ASSIGNMENT>
Please return every line of the records that contains the word "rendered".

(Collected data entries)

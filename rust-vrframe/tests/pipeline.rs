#![cfg(feature = "mock")]

extern crate rust_vrframe;

use rust_vrframe::api::{MockCompositor, MockGpu, MockGpuContextFactory, MockGpuState, MockPlatform};
use rust_vrframe::utils;
use rust_vrframe::{VRButtons, VRControllerType, VRError, VREvent, VRFrameFlags, VRGpuCapabilities, VRInputState, VRLayer,
                   VRLayerFlags, VRPerfThreadType, VRPipelineSettings, VRSession, VRSurface, VRSystemUI,
                   VRThreadingMode};
use std::sync::Arc;

fn settings(threading: VRThreadingMode) -> VRPipelineSettings {
    VRPipelineSettings {
        num_instances: 64,
        ..VRPipelineSettings::default()
    }.with_threading(threading)
}

fn with_swap_interval(settings: VRPipelineSettings, swap_interval: u32) -> VRPipelineSettings {
    VRPipelineSettings {
        swap_interval: swap_interval,
        ..settings
    }
}

fn back_button(down: bool) -> Vec<VRInputState> {
    let buttons = if down { VRButtons::BACK } else { VRButtons::empty() };
    vec![VRInputState::new(1, VRControllerType::TrackedRemote, buttons)]
}

#[test]
fn single_threaded_session_from_loading_frame_to_final() {
    let compositor = Arc::new(MockCompositor::new());
    let gpu = MockGpu::new(VRGpuCapabilities::default());
    let gpu_state = gpu.state_handle();
    let settings = with_swap_interval(settings(VRThreadingMode::SingleThreaded), 2);
    let mut session = VRSession::new(compositor.clone(), Box::new(MockPlatform::running(3)), Box::new(gpu), None,
                                     settings).unwrap();
    session.run().unwrap();

    let state = compositor.state_handle();
    let state = state.lock().unwrap();
    assert!(state.rejected_submissions.is_empty(), "{:?}", state.rejected_submissions);

    // Loading frame, three rendered frames, black final frame.
    let submissions = &state.submissions;
    assert_eq!(submissions.len(), 5);

    let loading = &submissions[0].desc;
    assert_eq!(loading.flags, VRFrameFlags::FLUSH);
    assert_eq!(loading.swap_interval, 1);
    assert_eq!(loading.layers.len(), 2);
    assert!(loading.layers.iter().all(|l| l.flags().contains(VRLayerFlags::INHIBIT_SRGB_FRAMEBUFFER)));

    for pair in submissions[1..4].windows(2) {
        assert_eq!(pair[1].desc.frame_index, pair[0].desc.frame_index + 1);
    }
    for frame in &submissions[1..4] {
        assert!(frame.desc.flags.is_empty());
        assert_eq!(frame.desc.swap_interval, 2);
        assert_eq!(frame.desc.layers.len(), 1);
        match frame.desc.layers[0] {
            VRLayer::Projection(ref layer) => {
                assert!(layer.header.flags.contains(VRLayerFlags::CHROMATIC_ABERRATION_CORRECTION));
            },
            ref layer => panic!("unexpected layer {:?}", layer.layer_type()),
        }
        assert!(frame.desc.completion_fence != 0);
    }

    let last = &submissions[4].desc;
    assert!(last.is_final());
    assert!(last.flags.contains(VRFrameFlags::FLUSH));
    assert_eq!(last.swap_interval, 1);
    assert_eq!(last.frame_index, submissions[3].desc.frame_index);
    assert_eq!(state.final_submissions(), 1);

    // Single threaded: both perf registrations name the calling thread.
    let main_tid = utils::current_thread_id();
    assert_eq!(state.perf_threads, vec![(VRPerfThreadType::Main, main_tid), (VRPerfThreadType::Renderer, main_tid)]);
    assert!(submissions.iter().all(|s| s.thread_id == main_tid));

    assert_eq!(state.left_sessions.len(), 1);
    assert!(state.shut_down);
    assert_eq!(state.live_swapchains(), 0);

    let gpu_state = gpu_state.lock().unwrap();
    assert_eq!(gpu_state.live_render_targets(), 0);
    assert_eq!(gpu_state.live_programs(), 0);
    assert_eq!(gpu_state.live_buffers(), 0);
    assert_eq!(gpu_state.live_vertex_arrays(), 0);
    assert_eq!(gpu_state.live_fences(), 0);
}

#[test]
fn dual_threaded_shutdown_sends_exactly_one_final_frame() {
    let compositor = Arc::new(MockCompositor::new());
    let gpu_state = MockGpuState::new_shared(VRGpuCapabilities::default());
    let gpu = MockGpu::with_state(gpu_state.clone());
    let factory = MockGpuContextFactory::new(gpu_state.clone());
    let settings = with_swap_interval(settings(VRThreadingMode::DualThreaded), 2);
    let mut session = VRSession::new(compositor.clone(), Box::new(MockPlatform::running(4)), Box::new(gpu),
                                     Some(Box::new(factory)), settings).unwrap();

    let render_tid = session.perf_registration().renderer_tid;
    let main_tid = utils::current_thread_id();
    assert!(render_tid != 0 && render_tid != main_tid);

    session.run().unwrap();
    {
        let state = compositor.state_handle();
        let state = state.lock().unwrap();
        assert!(state.rejected_submissions.is_empty(), "{:?}", state.rejected_submissions);
        assert_eq!(state.final_submissions(), 1);

        let last = state.submissions.last().unwrap();
        assert!(last.desc.flags.contains(VRFrameFlags::FLUSH | VRFrameFlags::FINAL));
        // Through the render thread the bootstrap frames keep the configured interval.
        assert_eq!(state.submissions[0].desc.flags, VRFrameFlags::FLUSH);
        assert!(state.submissions.iter().all(|s| s.desc.swap_interval == 2));
        assert!(state.submissions.iter().all(|s| s.thread_id == render_tid));
        assert!(state.perf_threads.contains(&(VRPerfThreadType::Renderer, render_tid)));
        // One frame in flight at most.
        assert_eq!(state.max_concurrent_submits, 1);
    }

    // The render thread tore its context down when it was joined.
    assert_eq!(gpu_state.lock().unwrap().created_contexts.len(), 2);
    assert_eq!(gpu_state.lock().unwrap().destroyed_contexts.len(), 1);

    // Nothing goes out after shutdown, not even on a second one.
    let submitted = compositor.state_handle().lock().unwrap().submissions.len();
    session.shutdown().unwrap();
    assert!(!session.run_cycle().unwrap());
    drop(session);
    assert_eq!(compositor.state_handle().lock().unwrap().submissions.len(), submitted);
    assert_eq!(gpu_state.lock().unwrap().destroyed_contexts.len(), 2);
    assert_eq!(gpu_state.lock().unwrap().live_buffers(), 0);
}

#[test]
fn back_button_release_finishes_the_session() {
    let compositor = Arc::new(MockCompositor::new());
    let gpu = Box::new(MockGpu::new(VRGpuCapabilities::default()));
    let mut session = VRSession::new(compositor.clone(), Box::new(MockPlatform::running(6)), gpu, None,
                                     settings(VRThreadingMode::SingleThreaded)).unwrap();
    let state = compositor.state_handle();

    assert!(session.run_cycle().unwrap());
    state.lock().unwrap().input_devices = back_button(true);
    assert!(session.run_cycle().unwrap());
    assert!(!session.is_finalized());

    state.lock().unwrap().input_devices = back_button(false);
    assert!(session.run_cycle().unwrap());
    assert!(session.is_finalized());
    {
        let state = state.lock().unwrap();
        assert_eq!(state.shown_ui, vec![VRSystemUI::ConfirmQuit]);
        assert!(state.submissions.last().unwrap().desc.is_final());
    }

    // Still in VR mode, but nothing more is produced.
    let submitted = state.lock().unwrap().submissions.len();
    assert!(session.run_cycle().unwrap());
    assert!(session.is_active());
    session.run().unwrap();

    let state = state.lock().unwrap();
    assert_eq!(state.submissions.len(), submitted);
    assert_eq!(state.final_submissions(), 1);
    assert!(state.rejected_submissions.is_empty());
}

#[test]
fn refused_mode_entry_renders_nothing() {
    let compositor = Arc::new(MockCompositor::new());
    compositor.state_handle().lock().unwrap().reject_vr_mode = true;
    let platform = MockPlatform::new(vec![
        vec![VREvent::Resumed, VREvent::SurfaceCreated(VRSurface(7))],
        vec![],
        vec![],
    ]);
    let gpu = Box::new(MockGpu::new(VRGpuCapabilities::default()));
    let mut session = VRSession::new(compositor.clone(), Box::new(platform), gpu, None,
                                     settings(VRThreadingMode::SingleThreaded)).unwrap();
    session.run().unwrap();

    let state = compositor.state_handle();
    let state = state.lock().unwrap();
    // The refused surface is not retried.
    assert_eq!(state.mode_parms.len(), 1);
    assert_eq!(state.mode_parms[0].window_surface, 7);
    assert!(state.submissions.is_empty());
    assert!(state.left_sessions.is_empty());
    assert!(state.shut_down);
}

#[test]
fn scene_without_rotations_fails_setup() {
    let compositor = Arc::new(MockCompositor::new());
    let gpu = Box::new(MockGpu::new(VRGpuCapabilities::default()));
    let settings = VRPipelineSettings {
        num_rotations: 0,
        ..settings(VRThreadingMode::SingleThreaded)
    };
    let mut session = VRSession::new(compositor.clone(), Box::new(MockPlatform::running(3)), gpu, None,
                                     settings).unwrap();
    match session.run() {
        Err(e @ VRError::InvalidSettings(_)) => assert!(e.is_fatal()),
        other => panic!("unexpected run result: {:?}", other),
    }

    let state = compositor.state_handle();
    let state = state.lock().unwrap();
    // Only the loading frame went out before the scene failed.
    assert_eq!(state.submissions.len(), 2);
    assert_eq!(state.submissions[0].desc.flags, VRFrameFlags::FLUSH);
    assert!(state.submissions[1].desc.is_final());
    assert!(state.shut_down);
}

#[test]
fn render_thread_panic_ends_the_session_with_an_error() {
    let compositor = Arc::new(MockCompositor::new());
    let gpu_state = MockGpuState::new_shared(VRGpuCapabilities::default());
    gpu_state.lock().unwrap().panic_on_draw = true;
    let gpu = MockGpu::with_state(gpu_state.clone());
    let factory = MockGpuContextFactory::new(gpu_state.clone());
    let mut session = VRSession::new(compositor.clone(), Box::new(MockPlatform::running(4)), Box::new(gpu),
                                     Some(Box::new(factory)), settings(VRThreadingMode::DualThreaded)).unwrap();

    match session.run() {
        Err(VRError::RenderThread(_)) => {},
        other => panic!("unexpected run result: {:?}", other),
    }

    let state = compositor.state_handle();
    let state = state.lock().unwrap();
    // The loading frame made it, the first rendered frame did not.
    assert_eq!(state.submissions.len(), 1);
    assert_eq!(state.submissions[0].desc.flags, VRFrameFlags::FLUSH);
    assert_eq!(state.left_sessions.len(), 1);
    assert!(state.shut_down);
}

FINISHED EXERCISE>
    // Loading frame, three rendered frames, black final frame.
    // The loading frame made it, the first rendered frame did not.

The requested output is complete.